Although the authors went on to produce simplified versions of these works for younger readers, all three books in their original versions feature engaging, accessible prose suitable for juvenile readers on up. This versatility has assured for them a wide readership among adults and a popular and enduring place in the curriculum of private Christian schools and home schools. Their combined sales now supposedly approach one million copies and, if correct, this would make the authors far more widely read than any currently living academic Christian historian.

There is much that I admire in these works. Professional historians could learn a thing or two from Marshall and Manuel. They took the craft of writing seriously. They understood that historical knowledge, to make a difference in the world, needs to end up between the ears of general readers. (We academic historians too often think of history as a conversation among ourselves.) Marshall and Manuel also appreciated that history is, above all, a story, and they intuitively understood the power of narrative to convey important truths. This is something historians in the Academy used to realize but have long since forgotten.

Finally, I have no doubt that Marshall and Manuel had good intentions. Although I have known neither personally, I can imagine that it took courage to take the stand that they did. I suspect that they were on the receiving end of more than their share of criticism and condescension from the surrounding culture. I have certainly never been as bold as they.

That said, I cannot recommend these books. They are marred by numerous errors of fact and interpretation, far too many to catalog here. These do not constitute their fatal flaw, however. The fatal flaw in these works is the authors’ well-meant but misguided decision to ground their religious critique of the contemporary United States in an historical argument about the American past.

As they explain in the introduction to The Light and the Glory, when Marshall and Manuel began writing in the 1970s, they were looking for an explanation for the moral crisis that they believe gripped the nation. Surveying the national landscape, they saw a once unified nation now bitterly divided over Vietnam, bitterly disillusioned by Watergate, and succumbing to a variety of moral ills such as mounting divorce and sexual permissiveness. As Christians heartbroken over the trajectory of their country, they sought an explanation. More specifically, as Christians interested in history (Marshall had been a history major at Yale), they sought an explanation in the past.

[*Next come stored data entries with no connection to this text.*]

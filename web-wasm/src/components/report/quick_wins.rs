//! クイックウィン一覧（コードはクリップボードへコピーできる）

use crate::app::use_app;
use leptos::prelude::*;
use leptos::task::spawn_local;
use trust_wedo_common::i18n::dimension_name;
use trust_wedo_common::QuickWin;
use wasm_bindgen_futures::JsFuture;

/// クリップボードへ書き込む
async fn write_clipboard(text: &str) -> Result<(), String> {
    let window = web_sys::window().ok_or("no window")?;
    let promise = window.navigator().clipboard().write_text(text);
    JsFuture::from(promise)
        .await
        .map(|_| ())
        .map_err(|e| format!("{:?}", e))
}

#[component]
pub fn QuickWins(quick_wins: Vec<QuickWin>) -> impl IntoView {
    let ctx = use_app();
    let (copied, set_copied) = signal(None::<usize>);

    let cards = quick_wins
        .into_iter()
        .enumerate()
        .map(|(index, win)| {
            let dimension = win.dimension.clone();
            let snippet = win.code_snippet.clone().map(|code| {
                let on_copy = {
                    let code = code.clone();
                    move |_| {
                        let code = code.clone();
                        spawn_local(async move {
                            match write_clipboard(&code).await {
                                Ok(()) => set_copied.set(Some(index)),
                                Err(e) => crate::log::warn(&format!("clipboard: {}", e)),
                            }
                        });
                    }
                };
                view! {
                    <div class="code-block">
                        <pre><code>{code}</code></pre>
                        <button class="btn btn-small btn-secondary" on:click=on_copy>
                            {move || if copied.get() == Some(index) {
                                ctx.tr("report.quickWins.copied")
                            } else {
                                ctx.tr("report.quickWins.copy")
                            }}
                        </button>
                    </div>
                }
            });

            view! {
                <li class="quick-win">
                    <div class="quick-win-header">
                        <h3>{win.title}</h3>
                        <span class="badge">{move || dimension_name(ctx.lang(), &dimension).to_string()}</span>
                    </div>
                    <p class="quick-win-meta text-muted">
                        {move || ctx.tr("report.impact")} ": " {win.impact.clone()} " · "
                        {move || ctx.tr("report.effort")} ": " {win.effort.clone()}
                    </p>
                    <p>{win.instructions}</p>
                    {snippet}
                </li>
            }
        })
        .collect_view();

    view! {
        <section class="card quick-wins">
            <h2>{move || ctx.tr("report.quickWins.title")}</h2>
            <p class="text-muted">{move || ctx.tr("report.quickWins.desc")}</p>
            <ul>{cards}</ul>
        </section>
    }
}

The Light and the Glory introduces that explanation. Marshall and Manuel summarized their thesis in the form of a rhetorical question in the book’s opening pages: “Could it be that we Americans, as a people,” they asked, “were meant to be a ‘light to lighten the Gentiles’ (Luke 2:32)—a demonstration to the world of how God intended His children to live together under the Lordship of Christ? Was our vast divergence from this blueprint, after such a promising beginning, the reason why we now seem to be heading into a new dark age?”

The thrust of these two works is to answer that foundational question with a resounding “Yes!” Condensing dramatically, their argument is that the U. S. had originated as a Christian nation, had had a special calling from God to be a light to the world, and had fallen away from God, forgetting the Lord’s “definite and extremely demanding plan for America.”

Note that most, though not all, of their argument was historical. Marshall and Manuel’s insistence that God had a special plan for the United States was not a historical conclusion at all. It was a prophetic declaration, a fact that the authors should have been more forthcoming in acknowledging. This important exception aside, their interpretation rests squarely on a series of historical claims having to do with the values of the country’s founders and the degree to which succeeding generations did or did not conform to them.

There were other possible approaches. As a pastor, Marshall simply could have opened his Bible. Employing scriptural principles as a plumb line, he could have instructed his congregation (and any other audience that would hear him) in the ways that current American values fell short of the scriptural standard, in effect calling them (and the nation) to repentance. What he and Manuel did, however, was to intertwine that call to repentance with a historical narrative—not a narrative based on divinely revealed biblical history, but a narrative based on the authors’ interpretation of American history.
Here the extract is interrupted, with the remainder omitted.